If it ticked a few people off last week when I blogged about a report that said Ohio was getting dumber, well I’ve got good news.

Results yesterday of an important national test showed Ohio kids are doing much better in math. The results also have me wondering, are Ohio’s state math tests too hard?

These new scores are for fourth and eighth graders who took the NAEP, sometimes called the “Nation’s Report Card.” It’s a national test given every two years in all 50 states to gague academic growth. NAEP is a very valuable test because it has been given for more than 30 years in essentially the same format so the results over time are comparable. And it allows us to compare states to each other. NAEP is also a pretty hard test.

Ohio ranked among the top 20 states on all four tests — reading and math in fourth and eighth grade.
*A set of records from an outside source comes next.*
//! Property-based invariant tests for stores, effects, computeds, watchers
//! and error boundaries.
//!
//! These tests verify invariants that must hold for any sequence of writes:
//!
//! 1. Reading a key returns the most recent write.
//! 2. An effect re-runs exactly for changed writes to keys it read.
//! 3. Writing an identical value never re-runs subscribers.
//! 4. A read computed is not recomputed until a dependency changes.
//! 5. A watcher fires once per distinct change with the matching pair.
//! 6. A disposed effect never runs again, and disposing twice is harmless.
//! 7. A boundary with `max_retries = N` reports N errors, then falls back once.

use std::cell::{Cell, RefCell};
use std::collections::HashMap;
use std::rc::Rc;

use proptest::prelude::*;
use serde_json::json;
use trellis_core::{Disposer, Error, ErrorBoundary, Runtime, Store, Value};

const KEYS: [&str; 4] = ["a", "b", "c", "d"];

// ── Helpers ─────────────────────────────────────────────────────────────

fn fresh_store() -> (Runtime, Store) {
    let runtime = Runtime::default();
    let store = runtime
        .state(json!({ "a": 0, "b": 0, "c": 0, "d": 0 }))
        .unwrap();
    (runtime, store)
}

fn write_strategy() -> impl Strategy<Value = (usize, i64)> {
    (0..KEYS.len(), -3i64..3)
}

fn writes_strategy() -> impl Strategy<Value = Vec<(usize, i64)>> {
    proptest::collection::vec(write_strategy(), 0..40)
}

fn counting_effect(
    runtime: &Runtime,
    store: &Store,
    keys: Vec<&'static str>,
) -> (Rc<Cell<usize>>, Disposer) {
    let runs = Rc::new(Cell::new(0));
    let counter = runs.clone();
    let reader = store.clone();
    let stop = runtime
        .effect(move || {
            for key in &keys {
                reader.get(key);
            }
            counter.set(counter.get() + 1);
            Ok(())
        })
        .unwrap();
    (runs, stop)
}

// ═════════════════════════════════════════════════════════════════════════
// 1. Last write wins
// ═════════════════════════════════════════════════════════════════════════

proptest! {
    #[test]
    fn reads_return_latest_write(writes in writes_strategy()) {
        let (_runtime, store) = fresh_store();
        let mut expected: HashMap<&str, i64> = KEYS.iter().map(|key| (*key, 0)).collect();

        for (index, value) in writes {
            store.set(KEYS[index], value).unwrap();
            expected.insert(KEYS[index], value);
        }

        for (key, value) in expected {
            prop_assert_eq!(store.get(key), Value::from(value));
        }
    }
}

// ═════════════════════════════════════════════════════════════════════════
// 2 + 3. Effects re-run exactly for changed dependencies
// ═════════════════════════════════════════════════════════════════════════

proptest! {
    #[test]
    fn effect_reruns_only_for_changed_dependencies(
        read_mask in proptest::collection::vec(any::<bool>(), KEYS.len()),
        writes in writes_strategy(),
    ) {
        let (runtime, store) = fresh_store();
        let read: Vec<&'static str> = KEYS
            .iter()
            .zip(&read_mask)
            .filter(|(_, read)| **read)
            .map(|(key, _)| *key)
            .collect();
        let (runs, _stop) = counting_effect(&runtime, &store, read.clone());

        let mut current: HashMap<&str, i64> = KEYS.iter().map(|key| (*key, 0)).collect();
        let mut expected_runs = 1;
        for (index, value) in writes {
            let key = KEYS[index];
            let changed = current.insert(key, value) != Some(value);
            if changed && read.contains(&key) {
                expected_runs += 1;
            }
            store.set(key, value).unwrap();
            prop_assert_eq!(runs.get(), expected_runs);
        }
    }
}

// ═════════════════════════════════════════════════════════════════════════
// 4. Computed caching
// ═════════════════════════════════════════════════════════════════════════

proptest! {
    #[test]
    fn computed_recomputes_once_per_change(
        rereads in 1usize..10,
        writes in writes_strategy(),
    ) {
        let (_runtime, store) = fresh_store();
        let computes = Rc::new(Cell::new(0));
        let counter = computes.clone();
        store
            .define_computed("sum", move |s| {
                counter.set(counter.get() + 1);
                let total: f64 = ["a", "b"]
                    .iter()
                    .map(|key| s.get(key).as_f64().unwrap_or_default())
                    .sum();
                Value::from(total)
            })
            .unwrap();

        let mut expected = 0;
        let mut dirty = true;
        let (mut a, mut b) = (0i64, 0i64);
        for (index, value) in writes {
            let key = KEYS[index];
            let changed = match key {
                "a" => std::mem::replace(&mut a, value) != value,
                "b" => std::mem::replace(&mut b, value) != value,
                _ => false,
            };
            store.set(key, value).unwrap();
            dirty |= changed;

            for _ in 0..rereads {
                prop_assert_eq!(store.get("sum"), Value::from(a + b));
            }
            if dirty {
                expected += 1;
                dirty = false;
            }
            prop_assert_eq!(computes.get(), expected);
        }
    }
}

// ═════════════════════════════════════════════════════════════════════════
// 5. Watcher transitions
// ═════════════════════════════════════════════════════════════════════════

proptest! {
    #[test]
    fn watcher_fires_per_distinct_change(values in proptest::collection::vec(-3i64..3, 0..30)) {
        let (_runtime, store) = fresh_store();
        let calls = Rc::new(RefCell::new(Vec::new()));
        let sink = calls.clone();
        let _stop = trellis_core::watch_key(&store, "a", move |new, old| {
            sink.borrow_mut().push((new.clone(), old.clone()));
            Ok(())
        })
        .unwrap();

        let mut expected = Vec::new();
        let mut previous = 0i64;
        for value in values {
            if value != previous {
                expected.push((Value::from(value), Value::from(previous)));
                previous = value;
            }
            store.set("a", value).unwrap();
        }
        prop_assert_eq!(&*calls.borrow(), &expected);
    }
}

// ═════════════════════════════════════════════════════════════════════════
// 6. Disposal is final and idempotent
// ═════════════════════════════════════════════════════════════════════════

proptest! {
    #[test]
    fn disposed_effect_never_runs(writes in writes_strategy(), dispose_twice in any::<bool>()) {
        let (runtime, store) = fresh_store();
        let (runs, stop) = counting_effect(&runtime, &store, KEYS.to_vec());

        stop.dispose();
        if dispose_twice {
            stop.dispose();
        }
        for (index, value) in writes {
            store.set(KEYS[index], value).unwrap();
        }

        prop_assert_eq!(runs.get(), 1);
        for key in KEYS {
            prop_assert_eq!(store.subscriber_count(key), 0);
        }
    }
}

// ═════════════════════════════════════════════════════════════════════════
// 7. Boundary retry accounting
// ═════════════════════════════════════════════════════════════════════════

proptest! {
    #[test]
    fn boundary_reports_each_attempt(max_retries in 1u32..8) {
        let runtime = Runtime::default();
        let reports = Rc::new(RefCell::new(Vec::new()));
        let fallbacks = Rc::new(Cell::new(0));

        let sink = reports.clone();
        let counter = fallbacks.clone();
        let boundary = ErrorBoundary::new()
            .max_retries(max_retries)
            .on_error(move |_, context| sink.borrow_mut().push((context.attempt, context.will_retry)))
            .fallback(move |_, _| counter.set(counter.get() + 1));

        let _stop = runtime
            .safe_effect(|| Err(Error::msg("always")), boundary.into())
            .unwrap();

        let expected: Vec<(u32, bool)> = (1..=max_retries)
            .map(|attempt| (attempt, attempt < max_retries))
            .collect();
        prop_assert_eq!(&*reports.borrow(), &expected);
        prop_assert_eq!(fallbacks.get(), 1);
    }
}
Fourth grade reading made a dramatic jump — up 11 points since 2002. And if you go back to 1992, Ohio made a huge gain of 27 points in math, and milder gains of six points over those 13 years in reading at both grade levels.

Unlike the more flighty report I cited last week, the NAEP is a serious measure of how Ohio compares, and the kids did well.

The other great thing about the NAEP, is you can lay the results down against a state’s own tests and see how they measure up. Both Ohio’s state tests and NAEP use the same passing standard — you must score “profiicient” or better.

Well, on the NAEP, 84 percent of fourth graders scored proficient in math while 65.5 percent did so on Ohio’s test. At eighth grade, 74 percent were proficient on NAEP, but just 60 percent on the state test.

Remember, the NAEP is widely considered to be a pretty hard test. So if our kids are doing that well on it, but scoring poorly on our own tests, perhaps our own tests are a bit too hard.

This was clear last year when Mark Fisher and I wrote about how 76 percent of Ohio 10th graders failed the first offering of the Ohio Graduation Test’s math section. The state later lowered the passing score significantly to be sure enough kids passed, and avoided a statewide revolt against the test.

Setting passing scores on state tests is a very inexact science. But the NAEP offers a good guideline to judge test rigor. The question now is, should Ohio lower the passing score on more math tests?